Exosome-mediated delivery of artificial circular RNAs for gene therapy of bladder cancer.

ABSTRACT

Bladder cancer (BCa) is one of the most common malignancies affecting men. Oncogenic transcription factors function as an important regulator in the progression of human cancer. In our study, we aimed to construct artificial circular non-coding RNAs (acircRNAs) consisting of three functional units that mimic the CRISPR-Cas system and elucidate its therapeutic role in bladder cancer. Additionally, the compare of the efficiency in regulating gene expression between acircRNA and CRISPR-dCas systems was performed.

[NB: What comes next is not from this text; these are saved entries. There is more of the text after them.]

//! Integration tests for the in-memory store.

mod support;

use championship::api::{DriverId, ResultRecord, TeamId};
use championship::db::repositories::LocalRepository;
use championship::db::repository::{
    DriverRepository, FullRepository, RaceRepository, RepositoryError, ResultRepository,
    TeamRepository, RESULT_RACE_DRIVER_KEY, RESULT_RACE_POSITION_KEY,
};
use championship::services::{self, ChampionshipError};
use support::{driver, race, team};

#[tokio::test]
async fn test_ids_are_monotonic_and_listing_is_ordered() {
    let repo = LocalRepository::new();
    let a = repo.insert_team(&team("Alpha", "A")).await.unwrap();
    let b = repo.insert_team(&team("Bravo", "B")).await.unwrap();
    repo.delete_team(a.id).await.unwrap();
    let c = repo.insert_team(&team("Charlie", "C")).await.unwrap();

    assert_eq!(a.id, TeamId(1));
    assert_eq!(b.id, TeamId(2));
    // ids are not reused after deletion
    assert_eq!(c.id, TeamId(3));

    let names: Vec<_> = repo
        .list_teams()
        .await
        .unwrap()
        .into_iter()
        .map(|t| t.name)
        .collect();
    assert_eq!(names, vec!["Bravo", "Charlie"]);
}

#[tokio::test]
async fn test_store_rejects_duplicate_number_itself() {
    let repo = LocalRepository::new();
    let t = repo.insert_team(&team("Alpha", "A")).await.unwrap();
    repo.insert_driver(&driver("One", 7, t.id)).await.unwrap();

    let err = repo.insert_driver(&driver("Two", 7, t.id)).await.unwrap_err();
    assert!(matches!(err, RepositoryError::UniqueViolation { .. }));
    assert_eq!(err.context().operation.as_deref(), Some("insert_driver"));
}

#[tokio::test]
async fn test_store_rejects_colliding_result() {
    let repo = LocalRepository::new();
    let t = repo.insert_team(&team("Alpha", "A")).await.unwrap();
    let one = repo.insert_driver(&driver("One", 1, t.id)).await.unwrap();
    let two = repo.insert_driver(&driver("Two", 2, t.id)).await.unwrap();
    let gp = repo.insert_race(&race("GP", "X")).await.unwrap();

    let record = |driver_id: DriverId, position: i32| ResultRecord {
        driver_id,
        race_id: gp.id,
        position,
    };
    repo.insert_result(&record(one.id, 1)).await.unwrap();

    let same_position = repo.insert_result(&record(two.id, 1)).await.unwrap_err();
    assert!(matches!(same_position, RepositoryError::UniqueViolation { .. }));
    assert_eq!(
        same_position.violated_constraint(),
        Some(RESULT_RACE_POSITION_KEY)
    );
    let same_driver = repo.insert_result(&record(one.id, 2)).await.unwrap_err();
    assert!(matches!(same_driver, RepositoryError::UniqueViolation { .. }));
    assert_eq!(same_driver.violated_constraint(), Some(RESULT_RACE_DRIVER_KEY));
    // driver key wins when both collide
    let both = repo.insert_result(&record(one.id, 1)).await.unwrap_err();
    assert_eq!(both.violated_constraint(), Some(RESULT_RACE_DRIVER_KEY));
    assert_eq!(repo.result_count(), 1);
}

#[tokio::test]
async fn test_unhealthy_store_surfaces_as_repository_error() {
    let repo = LocalRepository::new();
    repo.set_healthy(false);

    assert!(!repo.health_check().await.unwrap());
    let err = services::create_team(&repo, &team("Alpha", "A"))
        .await
        .unwrap_err();
    match err {
        ChampionshipError::Repository(inner) => {
            assert!(inner.is_retryable());
            assert_eq!(inner.context().operation.as_deref(), Some("find_team_by_name"));
        }
        other => panic!("expected repository error, got {other:?}"),
    }

    repo.set_healthy(true);
    assert!(services::create_team(&repo, &team("Alpha", "A")).await.is_ok());
}

#[tokio::test]
async fn test_validation_runs_before_store_access() {
    let repo = LocalRepository::new();
    repo.set_healthy(false);

    // a blank name is reported even though every store call would fail
    let err = services::create_team(&repo, &team("", "A")).await.unwrap_err();
    assert!(matches!(err, ChampionshipError::Validation(_)));
}

#[tokio::test]
async fn test_clear_resets_ids_and_data() {
    let repo = LocalRepository::new();
    let t = repo.insert_team(&team("Alpha", "A")).await.unwrap();
    repo.insert_driver(&driver("One", 1, t.id)).await.unwrap();

    repo.clear();
    assert_eq!(repo.team_count(), 0);
    assert_eq!(repo.driver_count(), 0);

    let again = repo.insert_team(&team("Alpha", "A")).await.unwrap();
    assert_eq!(again.id, TeamId(1));
}

#[tokio::test]
async fn test_results_for_race_sorted_by_position() {
    let repo = LocalRepository::new();
    let t = repo.insert_team(&team("Alpha", "A")).await.unwrap();
    let one = repo.insert_driver(&driver("One", 1, t.id)).await.unwrap();
    let two = repo.insert_driver(&driver("Two", 2, t.id)).await.unwrap();
    let gp = repo.insert_race(&race("GP", "X")).await.unwrap();
    let other = repo.insert_race(&race("Other GP", "Y")).await.unwrap();

    for (driver_id, race_id, position) in [
        (one.id, gp.id, 9),
        (two.id, gp.id, 2),
        (one.id, other.id, 1),
    ] {
        repo.insert_result(&ResultRecord {
            driver_id,
            race_id,
            position,
        })
        .await
        .unwrap();
    }

    let positions: Vec<_> = repo
        .list_results_for_race(gp.id)
        .await
        .unwrap()
        .iter()
        .map(|r| r.position)
        .collect();
    assert_eq!(positions, vec![2, 9]);
    assert!(repo
        .find_result_at_position(other.id, 1)
        .await
        .unwrap()
        .is_some());
    assert!(repo
        .find_result_for_driver(other.id, two.id)
        .await
        .unwrap()
        .is_none());
}
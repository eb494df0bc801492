//! Championship rules and read models.
//!
//! Every operation takes a repository and returns a [`ChampionshipResult`].
//! This layer is the single place where roster, result and naming rules are
//! enforced; the HTTP layer only translates outcomes.

pub mod error;
pub mod races;
pub mod report;
pub mod results;
pub mod roster;
pub mod standings;
pub mod teams;
pub mod validation;

pub use error::{ChampionshipError, ChampionshipResult, ConflictKind};
pub use races::{create_race, list_races};
pub use report::championship_csv;
pub use results::{list_race_results, record_result};
pub use roster::{
    create_driver, delete_driver, get_driver_by_number, list_drivers, update_driver,
    TEAM_CAPACITY,
};
pub use standings::{driver_standings, points_for_position, POINTS_TABLE};
pub use teams::{create_team, delete_team, get_team, list_teams, update_team};
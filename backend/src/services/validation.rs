//! Structural validation of incoming payloads.
//!
//! These checks run before any store access: blank text fields, non-positive
//! race numbers and negative championship counts are rejected with
//! [`ChampionshipError::Validation`].

use super::error::{ChampionshipError, ChampionshipResult};
use crate::api::{NewDriver, NewRace, NewTeam};

fn require_text(field: &str, value: &str) -> ChampionshipResult<()> {
    if value.trim().is_empty() {
        return Err(ChampionshipError::validation(format!(
            "Field '{}' must not be empty.",
            field
        )));
    }
    Ok(())
}

fn require_non_negative(field: &str, value: i32) -> ChampionshipResult<()> {
    if value < 0 {
        return Err(ChampionshipError::validation(format!(
            "Field '{}' must be zero or greater, got {}.",
            field, value
        )));
    }
    Ok(())
}

pub fn validate_team(team: &NewTeam) -> ChampionshipResult<()> {
    require_text("name", &team.name)?;
    require_text("country", &team.country)?;
    require_non_negative("constructor_championships", team.constructor_championships)
}

/// Field checks for a driver payload. The team reference is checked by the
/// roster rules, not here.
pub fn validate_driver(driver: &NewDriver) -> ChampionshipResult<()> {
    require_text("name", &driver.name)?;
    if driver.number <= 0 {
        return Err(ChampionshipError::validation(format!(
            "Field 'number' must be a positive integer, got {}.",
            driver.number
        )));
    }
    require_text("nationality", &driver.nationality)?;
    require_non_negative("driver_championships", driver.driver_championships)
}

pub fn validate_race(race: &NewRace) -> ChampionshipResult<()> {
    require_text("name", &race.name)?;
    require_text("country", &race.country)
}

#[cfg(test)]
mod tests {
    use super::*;
    use chrono::NaiveDate;

    fn driver() -> NewDriver {
        NewDriver {
            name: "Lewis Hamilton".into(),
            number: 44,
            nationality: "United Kingdom".into(),
            driver_championships: 7,
            team_id: None,
        }
    }

    #[test]
    fn test_valid_driver_passes_without_team() {
        assert!(validate_driver(&driver()).is_ok());
    }

    #[test]
    fn test_driver_number_must_be_positive() {
        for number in [0, -44] {
            let err = validate_driver(&NewDriver { number, ..driver() }).unwrap_err();
            assert!(matches!(err, ChampionshipError::Validation(_)));
            assert!(err.to_string().contains("number"));
        }
    }

    #[test]
    fn test_blank_names_rejected() {
        let err = validate_driver(&NewDriver {
            name: "   ".into(),
            ..driver()
        })
        .unwrap_err();
        assert!(err.to_string().contains("'name'"));

        let err = validate_team(&NewTeam {
            name: "McLaren".into(),
            country: "".into(),
            constructor_championships: 8,
        })
        .unwrap_err();
        assert!(err.to_string().contains("'country'"));
    }

    #[test]
    fn test_negative_championships_rejected() {
        let err = validate_team(&NewTeam {
            name: "McLaren".into(),
            country: "United Kingdom".into(),
            constructor_championships: -1,
        })
        .unwrap_err();
        assert!(matches!(err, ChampionshipError::Validation(_)));
    }

    #[test]
    fn test_race_requires_name() {
        let race = NewRace {
            name: String::new(),
            country: "Monaco".into(),
            date: NaiveDate::from_ymd_opt(2024, 5, 26).unwrap(),
        };
        assert!(validate_race(&race).is_err());
    }
}
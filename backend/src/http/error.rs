//! HTTP error handling and response types.

use axum::{
    extract::rejection::JsonRejection,
    http::StatusCode,
    response::{IntoResponse, Response},
    Json,
};
use serde::{Deserialize, Serialize};

use crate::db::repository::RepositoryError;
use crate::services::ChampionshipError;

/// API error response body.
#[derive(Debug, Clone, Serialize, Deserialize)]
pub struct ApiError {
    /// Error code for programmatic handling
    pub code: String,
    /// Human-readable error message
    pub message: String,
    #[serde(skip_serializing_if = "Option::is_none")]
    pub details: Option<String>,
}

impl ApiError {
    pub fn new(code: impl Into<String>, message: impl Into<String>) -> Self {
        Self {
            code: code.into(),
            message: message.into(),
            details: None,
        }
    }

    pub fn with_details(mut self, details: impl Into<String>) -> Self {
        self.details = Some(details.into());
        self
    }
}

/// Application error type for HTTP handlers.
#[derive(Debug)]
pub enum AppError {
    /// Rejected by the championship rules or the store
    Championship(ChampionshipError),
    /// Body could not be parsed as the expected JSON payload
    BadRequest(String),
}

impl AppError {
    fn status_and_body(self) -> (StatusCode, ApiError) {
        match self {
            AppError::BadRequest(msg) => (
                StatusCode::BAD_REQUEST,
                ApiError::new("BAD_REQUEST", msg),
            ),
            AppError::Championship(err) => match err {
                ChampionshipError::Validation(msg) => (
                    StatusCode::BAD_REQUEST,
                    ApiError::new("VALIDATION_ERROR", msg),
                ),
                ChampionshipError::NotFound(msg) => {
                    (StatusCode::NOT_FOUND, ApiError::new("NOT_FOUND", msg))
                }
                ChampionshipError::Conflict { kind, message } => {
                    (StatusCode::CONFLICT, ApiError::new(kind.code(), message))
                }
                ChampionshipError::Repository(e) => {
                    let status = match e {
                        RepositoryError::ConnectionError { .. } => StatusCode::SERVICE_UNAVAILABLE,
                        _ => StatusCode::INTERNAL_SERVER_ERROR,
                    };
                    let mut body = ApiError::new("REPOSITORY_ERROR", e.to_string());
                    if let Some(op) = e.context().operation.as_deref() {
                        body = body.with_details(format!("operation: {}", op));
                    }
                    (status, body)
                }
                ChampionshipError::Report(msg) => (
                    StatusCode::INTERNAL_SERVER_ERROR,
                    ApiError::new("REPORT_ERROR", msg),
                ),
            },
        }
    }
}

impl IntoResponse for AppError {
    fn into_response(self) -> Response {
        let (status, error) = self.status_and_body();
        if status.is_server_error() {
            tracing::error!(code = %error.code, "{}", error.message);
        }
        (status, Json(error)).into_response()
    }
}

impl From<ChampionshipError> for AppError {
    fn from(err: ChampionshipError) -> Self {
        AppError::Championship(err)
    }
}

impl From<RepositoryError> for AppError {
    fn from(err: RepositoryError) -> Self {
        AppError::Championship(ChampionshipError::Repository(err))
    }
}

impl From<JsonRejection> for AppError {
    fn from(rejection: JsonRejection) -> Self {
        AppError::BadRequest(rejection.body_text())
    }
}
#[async_trait]
impl ResultRepository for PostgresRepository {
    async fn insert_result(&self, result: &ResultRecord) -> RepositoryResult<RaceResult> {
        let row = NewResultRow::from(result);
        self.with_conn("insert_result", move |conn| {
            diesel::insert_into(results::table)
                .values(&row)
                .returning(ResultRow::as_returning())
                .get_result::<ResultRow>(conn)
                .map(RaceResult::from)
                .map_err(map_diesel_error)
        })
        .await
    }

    async fn list_results(&self) -> RepositoryResult<Vec<RaceResult>> {
        self.with_conn("list_results", |conn| {
            results::table
                .order(results::id.asc())
                .select(ResultRow::as_select())
                .load::<ResultRow>(conn)
                .map(|rows| rows.into_iter().map(RaceResult::from).collect())
                .map_err(map_diesel_error)
        })
        .await
    }

    async fn list_results_for_race(&self, race_id: RaceId) -> RepositoryResult<Vec<RaceResult>> {
        self.with_conn("list_results_for_race", move |conn| {
            results::table
                .filter(results::race_id.eq(race_id.0))
                .order(results::position.asc())
                .select(ResultRow::as_select())
                .load::<ResultRow>(conn)
                .map(|rows| rows.into_iter().map(RaceResult::from).collect())
                .map_err(map_diesel_error)
        })
        .await
    }

    async fn find_result_for_driver(
        &self,
        race_id: RaceId,
        driver_id: DriverId,
    ) -> RepositoryResult<Option<RaceResult>> {
        self.with_conn("find_result_for_driver", move |conn| {
            results::table
                .filter(results::race_id.eq(race_id.0))
                .filter(results::driver_id.eq(driver_id.0))
                .select(ResultRow::as_select())
                .first::<ResultRow>(conn)
                .optional()
                .map(|row| row.map(RaceResult::from))
                .map_err(map_diesel_error)
        })
        .await
    }

    async fn find_result_at_position(
        &self,
        race_id: RaceId,
        position: i32,
    ) -> RepositoryResult<Option<RaceResult>> {
        self.with_conn("find_result_at_position", move |conn| {
            results::table
                .filter(results::race_id.eq(race_id.0))
                .filter(results::position.eq(position))
                .select(ResultRow::as_select())
                .first::<ResultRow>(conn)
                .optional()
                .map(|row| row.map(RaceResult::from))
                .map_err(map_diesel_error)
        })
        .await
    }
}
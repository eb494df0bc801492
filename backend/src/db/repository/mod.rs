//! Repository traits for abstracting the entity store.
//!
//! These traits define every store operation the rule engines and the
//! standings calculator need, so that the in-memory and Postgres backends can
//! be swapped via dependency injection.
//!
//! Lookups return `Ok(None)` when the entity does not exist. Deciding whether
//! a missing entity is an error is the caller's job; `Err` is reserved for
//! store failures.
//!
//! # Thread Safety
//! Implementations must be `Send + Sync` to be shared across request handlers.

use async_trait::async_trait;

use crate::api::{
    Driver, DriverId, NewDriver, NewRace, NewTeam, Race, RaceId, RaceResult, ResultRecord,
    Team, TeamId,
};

pub mod error;

pub use error::{
    ErrorContext, RepositoryError, RepositoryResult, RESULT_RACE_DRIVER_KEY,
    RESULT_RACE_POSITION_KEY,
};

/// Team ("escudería") persistence.
#[async_trait]
pub trait TeamRepository: Send + Sync {
    /// Insert a team and return it with its assigned ID.
    async fn insert_team(&self, team: &NewTeam) -> RepositoryResult<Team>;

    /// List all teams, ordered by ID.
    async fn list_teams(&self) -> RepositoryResult<Vec<Team>>;

    async fn get_team(&self, team_id: TeamId) -> RepositoryResult<Option<Team>>;

    /// Find a team by exact name.
    async fn find_team_by_name(&self, name: &str) -> RepositoryResult<Option<Team>>;

    /// Overwrite all mutable fields. Returns `None` if the team does not exist.
    async fn update_team(&self, team_id: TeamId, team: &NewTeam) -> RepositoryResult<Option<Team>>;

    /// Delete a team. Drivers referencing it keep existing with no team.
    /// Returns the deleted team, or `None` if it did not exist.
    async fn delete_team(&self, team_id: TeamId) -> RepositoryResult<Option<Team>>;
}

/// Driver ("piloto") persistence.
#[async_trait]
pub trait DriverRepository: Send + Sync {
    /// Insert a driver and return it with its assigned ID.
    async fn insert_driver(&self, driver: &NewDriver) -> RepositoryResult<Driver>;

    /// List all drivers, ordered by ID. Standings rely on this order being stable.
    async fn list_drivers(&self) -> RepositoryResult<Vec<Driver>>;

    async fn get_driver(&self, driver_id: DriverId) -> RepositoryResult<Option<Driver>>;

    async fn find_driver_by_number(&self, number: i32) -> RepositoryResult<Option<Driver>>;

    /// Drivers currently referencing the team, ordered by ID.
    async fn list_drivers_for_team(&self, team_id: TeamId) -> RepositoryResult<Vec<Driver>>;

    /// Overwrite all mutable fields. Returns `None` if the driver does not exist.
    async fn update_driver(
        &self,
        driver_id: DriverId,
        driver: &NewDriver,
    ) -> RepositoryResult<Option<Driver>>;

    /// Delete a driver together with its results.
    async fn delete_driver(&self, driver_id: DriverId) -> RepositoryResult<Option<Driver>>;
}

/// Race ("gran premio") persistence.
#[async_trait]
pub trait RaceRepository: Send + Sync {
    async fn insert_race(&self, race: &NewRace) -> RepositoryResult<Race>;

    /// List all races, ordered by ID.
    async fn list_races(&self) -> RepositoryResult<Vec<Race>>;

    async fn get_race(&self, race_id: RaceId) -> RepositoryResult<Option<Race>>;
}

/// Result ("resultado") persistence.
#[async_trait]
pub trait ResultRepository: Send + Sync {
    async fn insert_result(&self, result: &ResultRecord) -> RepositoryResult<RaceResult>;

    /// List every stored result, ordered by ID.
    async fn list_results(&self) -> RepositoryResult<Vec<RaceResult>>;

    /// Results of one race, ordered by position ascending.
    async fn list_results_for_race(&self, race_id: RaceId) -> RepositoryResult<Vec<RaceResult>>;

    /// The result a driver holds in a race, if any.
    async fn find_result_for_driver(
        &self,
        race_id: RaceId,
        driver_id: DriverId,
    ) -> RepositoryResult<Option<RaceResult>>;

    /// The result occupying a position in a race, if any.
    async fn find_result_at_position(
        &self,
        race_id: RaceId,
        position: i32,
    ) -> RepositoryResult<Option<RaceResult>>;
}

/// Combined repository used by the service layer and the HTTP state.
#[async_trait]
pub trait FullRepository:
    TeamRepository + DriverRepository + RaceRepository + ResultRepository
{
    /// Check if the store is reachable.
    ///
    /// # Returns
    /// - `Ok(true)` if the store is healthy
    /// - `Ok(false)` if it is unhealthy but no error occurred
    /// - `Err(RepositoryError)` if the check itself failed
    async fn health_check(&self) -> RepositoryResult<bool>;
}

We connected the cDNA sequences of TFs aptamer and constructed a circRNA. To demonstrate the platform's practicality, ß-catenin and NF-κB were chosen as functional targets, while T24 and 5637 cell lines served as test models. Real-time Quantitative PCR (qPCR), double luciferase assay and related phenotype assay were used to detect the expression of related genes and the therapeutic effect. To elucidate the functionality of acircRNAs, luciferase vectors capable of detecting ß-catenin and NF-κB expression were employed to assess the inhibitory impact of acircRNA on ß-catenin and NF-κB. Consequently, the optimal combination involving acircRNA-3 was determined. Next, qPCR assay was employed to assess the relative expression levels of target downstream genes following acircRNA treatment. The expression of c-myc and cyclin D1 were used to determine the function of ß-catenin, while Bcl-XL and TRAF1 were used to determine that of NF-κB. The acircRNAs inhibited the ß-catenin and NF-κB related signaling in BCa cells specifically. CD63-HuR fusion protein was used to loading acircRNA into exosomes. The results showed that acircRNA could inhibit the activity of the target transcription factors, and the inhibitory effect was better than that of CRIPSR-dCas9-KRAB. Furthermore, functional experiments demonstrated that the transfection of acircRNA in bladder cells resulted in decreased proliferation, enhanced apoptosis, and suppressed migration. In conclusion, our synthetic gene device exhibited anti-tumor regulatory capabilities and showed greater efficiency in tumor suppression compared to the CRISPR-dCas9-KRAB system. Therefore, our device provides a new strategy for cancer treatment and could be a useful strategy for cancer cells.